And they are not alone: ​​Almost one and a half million people in the US take their dogs to work every day.

Many workers returning to the office after a pandemic are putting pressure on their employers to allow them to bring their dog to work. They insist that being around their dog will help them cope with everyday stress and anxiety and create a more welcoming environment.

This is proven by the research.

According to a groundbreaking 2012 study published by the International Journal of Workplace Health Management, workers who took their dogs to work had significantly lower levels of the stress hormone cortisol throughout the day, regardless of how many stressful events occurred . The researchers also found that dogs tend to increase overall work ethic and lead to more open communication.

So what can you do to promote an open house policy regarding dogs in your own organization?

First, whether you are an employer or an employee, you should be aware that many companies have legitimate concerns about dogs in the workplace. Liability probably comes first: what if Fido or Fluffy bites another employee? Or worse, a customer or client?

While the law makes pet owners legally liable for any injuries caused by their pets, in today’s litigation environment, businesses and organizations are understandably suspicious of doing anything that could potentially result in legal action. Employers should speak to their insurer to make sure that their general liability insurance covers all acts caused by an animal in the workplace.

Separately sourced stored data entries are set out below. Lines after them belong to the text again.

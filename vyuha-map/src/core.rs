//! Fundamental maze types: cells, walls and headings.

use serde::{Deserialize, Serialize};
use std::fmt;
use std::str::FromStr;

/// Side length of one maze cell in centimeters (competition ruling).
pub const CELL_SIZE_CM: f32 = 25.0;

/// A single 25×25 cm maze cell, identified by integer column and row.
///
/// Columns grow East, rows grow South. Cells compare and hash by value.
#[derive(Clone, Copy, Debug, PartialEq, Eq, Hash, Serialize, Deserialize)]
pub struct Cell {
    pub col: i32,
    pub row: i32,
}

impl Cell {
    pub const fn new(col: i32, row: i32) -> Self {
        Self { col, row }
    }

    /// The cell containing a world coordinate in centimeters.
    pub fn from_point_cm(x: f32, y: f32) -> Self {
        Self {
            col: (x / CELL_SIZE_CM).floor() as i32,
            row: (y / CELL_SIZE_CM).floor() as i32,
        }
    }

    /// Center of this cell in world centimeters.
    pub fn center_cm(&self) -> (f32, f32) {
        (
            self.col as f32 * CELL_SIZE_CM + CELL_SIZE_CM / 2.0,
            self.row as f32 * CELL_SIZE_CM + CELL_SIZE_CM / 2.0,
        )
    }

    /// The adjacent cell one step in the given heading.
    pub fn step(&self, heading: Heading) -> Self {
        let (dc, dr) = heading.delta();
        Self::new(self.col + dc, self.row + dr)
    }

    /// Manhattan distance to another cell, in cells.
    pub fn manhattan(&self, other: &Cell) -> u32 {
        self.col.abs_diff(other.col) + self.row.abs_diff(other.row)
    }

    /// True if `other` is exactly one cardinal step away.
    pub fn is_adjacent(&self, other: &Cell) -> bool {
        self.manhattan(other) == 1
    }
}

impl fmt::Display for Cell {
    fn fmt(&self, f: &mut fmt::Formatter<'_>) -> fmt::Result {
        write!(f, "({},{})", self.col, self.row)
    }
}

/// Wall flags for the four sides of a cell.
///
/// Flags only accumulate: merging never clears a side that was already
/// reported as walled.
#[derive(Clone, Copy, Debug, Default, PartialEq, Eq, Serialize, Deserialize)]
pub struct Walls {
    pub north: bool,
    pub east: bool,
    pub south: bool,
    pub west: bool,
}

impl Walls {
    pub const NONE: Walls = Walls {
        north: false,
        east: false,
        south: false,
        west: false,
    };

    pub const fn new(north: bool, east: bool, south: bool, west: bool) -> Self {
        Self {
            north,
            east,
            south,
            west,
        }
    }

    /// OR-merge another report into this one.
    pub fn merge(&mut self, other: Walls) {
        self.north |= other.north;
        self.east |= other.east;
        self.south |= other.south;
        self.west |= other.west;
    }

    pub fn any(&self) -> bool {
        self.north || self.east || self.south || self.west
    }
}

/// Absolute robot heading on the grid.
///
/// East = 0°, South = 90°, West = 180°, North = 270°. Increasing row is
/// South, so the degree wheel matches the odometry frame, not a compass.
#[derive(Clone, Copy, Debug, PartialEq, Eq, Hash, Serialize, Deserialize)]
pub enum Heading {
    East,
    South,
    West,
    North,
}

impl Heading {
    /// All headings in fixed neighbor-expansion order: N, E, S, W.
    ///
    /// The solvers rely on this order for deterministic tie-breaking.
    pub const EXPANSION_ORDER: [Heading; 4] =
        [Heading::North, Heading::East, Heading::South, Heading::West];

    /// Absolute angle in degrees, in [0, 360).
    pub const fn degrees(self) -> i32 {
        match self {
            Heading::East => 0,
            Heading::South => 90,
            Heading::West => 180,
            Heading::North => 270,
        }
    }

    /// Heading from an angle that is a multiple of 90°.
    pub fn from_degrees(deg: i32) -> Option<Heading> {
        match deg.rem_euclid(360) {
            0 => Some(Heading::East),
            90 => Some(Heading::South),
            180 => Some(Heading::West),
            270 => Some(Heading::North),
            _ => None,
        }
    }

    /// Unit (col, row) delta of one step in this heading.
    pub const fn delta(self) -> (i32, i32) {
        match self {
            Heading::East => (1, 0),
            Heading::South => (0, 1),
            Heading::West => (-1, 0),
            Heading::North => (0, -1),
        }
    }

    /// Absolute heading of a single-cell step from `a` to `b`.
    ///
    /// Returns `None` when the cells are not 4-adjacent.
    pub fn between(a: Cell, b: Cell) -> Option<Heading> {
        match (b.col - a.col, b.row - a.row) {
            (1, 0) => Some(Heading::East),
            (0, 1) => Some(Heading::South),
            (-1, 0) => Some(Heading::West),
            (0, -1) => Some(Heading::North),
            _ => None,
        }
    }

    /// Minimal signed turn from `self` to `to`, in degrees.
    ///
    /// Always in {-90, 0, 90, 180}: a raw delta of 270° becomes -90° so
    /// the robot never turns the long way around. 180° is executed as two
    /// same-direction 90° rotations by the sequencer.
    pub fn turn_to(self, to: Heading) -> i32 {
        let delta = (to.degrees() - self.degrees()).rem_euclid(360);
        if delta == 270 {
            -90
        } else {
            delta
        }
    }

    /// The reverse heading; the neighbor's facing side when mirroring walls.
    pub const fn opposite(self) -> Heading {
        match self {
            Heading::East => Heading::West,
            Heading::South => Heading::North,
            Heading::West => Heading::East,
            Heading::North => Heading::South,
        }
    }
}

impl fmt::Display for Heading {
    fn fmt(&self, f: &mut fmt::Formatter<'_>) -> fmt::Result {
        let s = match self {
            Heading::East => "East",
            Heading::South => "South",
            Heading::West => "West",
            Heading::North => "North",
        };
        f.write_str(s)
    }
}

impl FromStr for Heading {
    type Err = String;

    fn from_str(s: &str) -> Result<Self, Self::Err> {
        match s.to_ascii_lowercase().as_str() {
            "east" | "e" => Ok(Heading::East),
            "south" | "s" => Ok(Heading::South),
            "west" | "w" => Ok(Heading::West),
            "north" | "n" => Ok(Heading::North),
            other => Err(format!("unknown heading '{other}'")),
        }
    }
}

Then there is the subject of allergies. The fact is, for the most part, people are more likely to respond to dog hair or saliva than to dog hair. It goes without saying, however, that dogs should not be taken into the immediate vicinity of people with animal allergies. Owners also need to ensure their dog is bathed and brushed to remove excess hair and flakes of skin.

Also, keep in mind that some people are afraid of dogs. It is the owner’s responsibility to ensure that their puppy is not allowed to contact people without first making sure that they are comfortable with a dog.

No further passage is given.